The 2014 edition of the legendary Isle of Man TT is underway, and MO has a man on the scene to give us insight into the competition held on wildly fast public roads on an island in the Irish Sea off the west coast of England. American fans of the TT are blessed with race coverage on the Velocity network beginning Saturday, May 31. Our correspondent, Andrew Capone, looks into how Velocity delivers same-day coverage to the colonies, and he’ll be delivering reportage during the event that runs through June 6. –Ed.
In my seven years of attending the Isle of Man TT, and marshaling the races on Bray Hill and other iconic spots on the 37-mile road course, I have often thought that what the TT riders do isn’t just hard, it is virtually impossible. Well, I’ve also been in the television business for 30 years, and while I won’t stretch to compare the athletic skills and courage of TV producers to those of the riders, the coverage of the TT, seen in the U.S. on Discovery’s Velocity network, is among the greatest presentations of any sporting event on earth. So, while I’m here on the Isle of Man, I thought it would be interesting to dig in to just how challenging it is to get the fantastic video and insightful coverage that have come to define the TT worldwide.
Mark Bunkle, Senior Production Manager of North One Television, the UK firm responsible for producing and distributing the TT broadcast, is up to his nose in it right now. “We’re covering the TT with a staff of 85 people, an array of 27 vehicles, a helicopter, and 60 on-course, on-board, hi-motion, and specialist cameras in over 100 distinct locations,” says Bunkle. “It is challenging enough, but then we must turn the races around for transmission on the same day – often with bad weather delays and only a few hours editing time.”
Coverage of the TT is not live to air but a series of rapid turnaround same-day highlights programs across practice and race weeks, a total of up to 15 episodes. This ‘near live’ approach presents considerable editorial, technical and logistical challenges. The TT circuit winds through towns, villages, open countryside and mountains. Races are run as a time trial, with bikes leaving the start line at 10-second intervals. Add to this speeds averaging over 130 mph, top speeds of over 200 mph, a field of up to 90 bikes, races of up to 227 miles in length, a chaotic scene in the pit lane, parc ferme and paddock to capture, and a race schedule dependent on changeable weather.
“Our primary source of pictures come from 12 course cameras and a helicopter camera,” notes Bunkle. “We also use two Super 35mm cinematic cameras for feature shoots. Purpose-built cameras are rigged on board the top bikes, and additional effects cameras are fitted to walls, lamp-posts and buried into curbs.”

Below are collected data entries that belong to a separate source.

// ABOUTME: VDOT (VO2max running) calculation algorithms with Daniels, Riegel, and hybrid methods
// ABOUTME: Implements Jack Daniels' VDOT methodology and Riegel's power-law race prediction formula

use crate::errors::AppError;
use serde::{Deserialize, Serialize};
use std::str::FromStr;

/// VDOT calculation algorithm selection
///
/// Different algorithms for calculating running performance metrics:
///
/// - `Daniels`: Jack Daniels' VDOT formula (VO2 = -4.60 + 0.182258xv + 0.000104xv²)
/// - `Riegel`: Power-law model (T2 = T1 x (D2/D1)^1.06)
/// - `Hybrid`: Auto-select based on race distance and conditions
///
/// # Scientific References
///
/// - Daniels, J. (2013). "Daniels' Running Formula" (3rd ed.). Human Kinetics.
/// - Riegel, P.S. (1981). "Athletic records and human endurance." *American Scientist*, 69(3), 285-290.
#[derive(Debug, Clone, Serialize, Deserialize, PartialEq)]
#[serde(rename_all = "snake_case")]
#[derive(Default)]
pub enum VdotAlgorithm {
    /// Jack Daniels' VDOT formula
    ///
    /// Formula: VO2 = -4.60 + 0.182258 x velocity + 0.000104 x velocity²
    ///
    /// Where velocity is in meters per minute
    ///
    /// Pros: Physiologically accurate, accounts for running economy
    /// Cons: Requires velocity calculation, best for 5K-Marathon distances
    #[default]
    Daniels,

    /// Riegel power-law formula
    ///
    /// Formula: T2 = T1 x (D2/D1)^1.06
    ///
    /// Predicts time for distance D2 based on time T1 for distance D1
    ///
    /// Pros: Simple, works across all distances
    /// Cons: Less accurate for very short (<1 mile) or ultra distances
    Riegel {
        /// Exponent for power-law (default 1.06, can vary by athlete: 1.03-1.08)
        exponent: f64,
    },

    /// Hybrid: Auto-select best method based on distance and data
    ///
    /// Priority:
    /// 1. Daniels for 5K-Marathon range (optimal accuracy)
    /// 2. Riegel for ultra distances or when multiple race times available
    Hybrid,
}

/// Minimum velocity for VDOT calculation (m/min)
const MIN_VELOCITY: f64 = 100.0;

/// Maximum velocity for VDOT calculation (m/min)
const MAX_VELOCITY: f64 = 500.0;

/// Jack Daniels' VO2 formula coefficient for velocity squared term
const DANIELS_A: f64 = 0.000_104;

/// Jack Daniels' VO2 formula coefficient for velocity term
const DANIELS_B: f64 = 0.182_258;

/// Jack Daniels' VO2 formula constant term
const DANIELS_C: f64 = -4.60;

impl VdotAlgorithm {
    /// Calculate VDOT from race performance
    ///
    /// # Arguments
    ///
    /// * `distance_meters` - Race distance in meters
    /// * `time_seconds` - Race time in seconds
    ///
    /// # Returns
    ///
    /// VDOT value (typically 30-85 for recreational to elite runners)
    ///
    /// # Errors
    ///
    /// Returns `AppError::InvalidInput` if:
    /// - Time or distance is non-positive
    /// - Velocity is outside valid range (100-500 m/min)
    /// - VDOT is outside typical range (30-85)
    ///
    /// # Example
    ///
    /// ```rust,ignore
    /// use pierre_mcp_server::intelligence::algorithms::VdotAlgorithm;
    ///
    /// let algorithm = VdotAlgorithm::Daniels;
    /// let vdot = algorithm.calculate_vdot(5000.0, 1200.0)?; // 5K in 20:00
    /// ```
    pub fn calculate_vdot(&self, distance_meters: f64, time_seconds: f64) -> Result<f64, AppError> {
        if time_seconds <= 0.0 {
            return Err(AppError::invalid_input("Time must be positive".to_owned()));
        }

        if distance_meters <= 0.0 {
            return Err(AppError::invalid_input(
                "Distance must be positive".to_owned(),
            ));
        }

        match self {
            Self::Daniels => Self::calculate_daniels(distance_meters, time_seconds),
            Self::Riegel { exponent } => {
                Self::calculate_riegel_vdot(distance_meters, time_seconds, *exponent)
            }
            Self::Hybrid => Self::calculate_hybrid(distance_meters, time_seconds),
        }
    }

    /// Predict race time for target distance given VDOT
    ///
    /// # Arguments
    ///
    /// * `vdot` - VDOT value
    /// * `target_distance_meters` - Target race distance
    ///
    /// # Returns
    ///
    /// Predicted race time in seconds
    ///
    /// # Errors
    ///
    /// Returns `AppError::InvalidInput` if VDOT is outside typical range (30-85)
    pub fn predict_time(&self, vdot: f64, target_distance_meters: f64) -> Result<f64, AppError> {
        if !(30.0..=85.0).contains(&vdot) {
            return Err(AppError::invalid_input(format!(
                "VDOT {vdot:.1} is outside typical range (30-85)"
            )));
        }

        match self {
            Self::Daniels | Self::Hybrid => {
                Self::predict_time_daniels(vdot, target_distance_meters)
            }
            Self::Riegel { exponent } => {
                Self::predict_time_riegel(vdot, target_distance_meters, *exponent)
            }
        }
    }

    /// Calculate VDOT using Daniels formula
    fn calculate_daniels(distance_meters: f64, time_seconds: f64) -> Result<f64, AppError> {
        // Convert to velocity in meters per minute
        let velocity = (distance_meters / time_seconds) * 60.0;

        if !(MIN_VELOCITY..=MAX_VELOCITY).contains(&velocity) {
            return Err(AppError::invalid_input(format!(
                "Velocity {velocity:.1} m/min is outside valid range ({MIN_VELOCITY}-{MAX_VELOCITY})"
            )));
        }

        // VO2 = -4.60 + 0.182258xv + 0.000104xv²
        let vo2 = (DANIELS_A * velocity).mul_add(velocity, DANIELS_B.mul_add(velocity, DANIELS_C));

        // Calculate percent-max adjustment based on race duration
        let percent_used = Self::calculate_percent_max_adjustment(time_seconds);
        let vdot = vo2 / percent_used;

        Ok(vdot)
    }

    /// Calculate percent-max adjustment based on race duration
    ///
    /// Shorter races use less of VO2 max due to oxygen deficit
    /// Longer races use less due to accumulated fatigue
    fn calculate_percent_max_adjustment(time_seconds: f64) -> f64 {
        let time_minutes = time_seconds / 60.0;

        if time_minutes < 5.0 {
            0.97 // Very short race - oxygen deficit
        } else if time_minutes < 15.0 {
            0.99 // 5K range
        } else if time_minutes < 30.0 {
            1.00 // 10K-15K range - optimal
        } else if time_minutes < 90.0 {
            0.98 // Half marathon range
        } else {
            0.95 // Marathon+ range - fatigue accumulation
        }
    }

    /// Calculate VDOT using Riegel power-law formula
    ///
    /// Uses reference distance (10K) to compute equivalent `VO2max`
    fn calculate_riegel_vdot(
        distance_meters: f64,
        time_seconds: f64,
        exponent: f64,
    ) -> Result<f64, AppError> {
        // Convert to 10K equivalent time
        const REFERENCE_DISTANCE: f64 = 10_000.0;
        let time_10k_equivalent =
            time_seconds * (REFERENCE_DISTANCE / distance_meters).powf(exponent);

        // Use Daniels formula for 10K to get VDOT
        Self::calculate_daniels(REFERENCE_DISTANCE, time_10k_equivalent)
    }

    /// Predict race time using Daniels VDOT tables
    fn predict_time_daniels(vdot: f64, target_distance_meters: f64) -> Result<f64, AppError> {
        // Calculate velocity at VO2 max (reverse of VDOT formula)
        // vo2 = -4.60 + 0.182258 x v + 0.000104 x v²
        // Solve quadratic: 0.000104v² + 0.182258v - (vo2 + 4.60) = 0

        let c: f64 = -(vdot + 4.60);

        let discriminant = DANIELS_B.mul_add(DANIELS_B, -(4.0 * DANIELS_A * c));
        if discriminant < 0.0 {
            return Err(AppError::internal("Invalid VDOT calculation".to_owned()));
        }

        let velocity_max = (-DANIELS_B + discriminant.sqrt()) / (2.0 * DANIELS_A);

        // Calculate race-specific velocity based on distance
        let race_velocity = Self::calculate_race_velocity(velocity_max, target_distance_meters);

        // Calculate time from velocity
        let time_seconds = (target_distance_meters / race_velocity) * 60.0;

        Ok(time_seconds)
    }

    /// Calculate race velocity based on max velocity and distance
    ///
    /// Applies fatigue factors for longer distances
    fn calculate_race_velocity(velocity_max: f64, distance_meters: f64) -> f64 {
        // Velocity percentages based on distance (Daniels' tables)
        let velocity_percent = if distance_meters <= 1_500.0 {
            1.00 // Mile/1500m - approximately VO2max pace
        } else if distance_meters <= 5_000.0 {
            0.975 // 5K pace
        } else if distance_meters <= 10_000.0 {
            0.95 // 10K pace
        } else if distance_meters <= 21_097.5 {
            0.90 // Half marathon pace
        } else if distance_meters <= 42_195.0 {
            0.85 // Marathon pace
        } else {
            // Ultra distances - further reduction
            0.80
        };

        velocity_max * velocity_percent
    }

    /// Predict time using Riegel power-law formula
    fn predict_time_riegel(
        vdot: f64,
        target_distance_meters: f64,
        exponent: f64,
    ) -> Result<f64, AppError> {
        // Use 10K as reference
        const REFERENCE_DISTANCE: f64 = 10_000.0;

        // Get 10K time from VDOT
        let time_10k = Self::predict_time_daniels(vdot, REFERENCE_DISTANCE)?;

        // Apply Riegel formula: T2 = T1 x (D2/D1)^exponent
        let predicted_time =
            time_10k * (target_distance_meters / REFERENCE_DISTANCE).powf(exponent);

        Ok(predicted_time)
    }

    /// Hybrid: Auto-select best method
    fn calculate_hybrid(distance_meters: f64, time_seconds: f64) -> Result<f64, AppError> {
        // Use Daniels for typical race distances (5K-Marathon)
        if (5_000.0..=42_195.0).contains(&distance_meters) {
            Self::calculate_daniels(distance_meters, time_seconds)
        } else {
            // Use Riegel for ultra distances
            Self::calculate_riegel_vdot(distance_meters, time_seconds, 1.06)
        }
    }

    /// Get algorithm name
    #[must_use]
    pub const fn name(&self) -> &'static str {
        match self {
            Self::Daniels => "daniels",
            Self::Riegel { .. } => "riegel",
            Self::Hybrid => "hybrid",
        }
    }

    /// Get algorithm description
    #[must_use]
    pub fn description(&self) -> String {
        match self {
            Self::Daniels => {
                "Jack Daniels VDOT (VO2 = -4.60 + 0.182258xv + 0.000104xv²)".to_owned()
            }
            Self::Riegel { exponent } => {
                format!("Riegel power-law (T2 = T1 x (D2/D1)^{exponent:.2})")
            }
            Self::Hybrid => "Hybrid VDOT (Daniels for 5K-Marathon, Riegel for ultra)".to_owned(),
        }
    }

    /// Get the formula as a string
    #[must_use]
    pub const fn formula(&self) -> &'static str {
        match self {
            Self::Daniels => "VO2 = -4.60 + 0.182258xv + 0.000104xv²",
            Self::Riegel { .. } => "T2 = T1 x (D2/D1)^exponent",
            Self::Hybrid => "Auto-select: Daniels (5K-Marathon) or Riegel (ultra)",
        }
    }
}

impl FromStr for VdotAlgorithm {
    type Err = AppError;

    fn from_str(s: &str) -> Result<Self, Self::Err> {
        match s.to_lowercase().as_str() {
            "daniels" => Ok(Self::Daniels),
            "riegel" => Ok(Self::Riegel { exponent: 1.06 }),
            "hybrid" => Ok(Self::Hybrid),
            other => Err(AppError::invalid_input(format!(
                "Unknown VDOT algorithm: '{other}'. Valid options: daniels, riegel, hybrid"
            ))),
        }
    }
}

North One’s TT coverage is noted for the remarkable ultra slo-mo images of bike frames and tires flexing, exhaust fumes igniting, fairings scraping the ground, and the intense concentration on riders faces as they approach the start line. A Hi-Speed camera captures images at up to 1,000 frames per second, allowing a view beyond what a human eye can perceive in real time.
The immensely complicated HD cameras on board the TT bikes are purpose built by North One’s Special Camera team for the TT coverage. They must withstand huge amounts of vibration, G-force and engine heat, with imaging sensitivity to cope with fast light changes from deep shadow under trees to glaring sunlight. Data capture from bikes, including speed, revs and braking statistics are synchronized to footage time-coding to offer a greater insight into the performance of the riders.
The intense coverage seems to be working, with Bunkle noting that global viewership has been climbing at a rate of 20% annually for the last five years. And based on the crowds pouring off the ferries and planes here on the Isle of Man for the 2014 TT, I can sense that the fantastic coverage is bringing in many new enthusiasts for this bucket-list event. (In my case, the TT is the bucket.)
U.S. motorcycle enthusiasts, who must hunt and peck for motorcycle racing and bike-themed programming that doesn’t focus on chopper builders cursing at each other, are also reaping the benefits. Velocity has increased TT programming, and, according to David Lee, Velocity’s Director of Production and Development, the network is taking it a step further this year with an even shorter turn-around, so the shows will air in prime time on the East Coast within a few hours of receiving the feed.
“Americans love a thrill, and that’s exactly what the Isle of Man delivers,” noted Lee. “The fact that the riders reach speeds close to 200 mph while navigating narrow, winding streets with stone walls and buildings flanking both sides – I don’t need to tell you that makes the ultimate reality TV.”
The TT and motorcycle racing in general, are important for Velocity, along with bike-themed shows like What’s in the Barn? and Café Racer. “We definitely feel that both motorcycles and racing are found in the DNA of our core viewers,” added Lee. “And the amazing production of the Isle of Man TT is at the center of that.”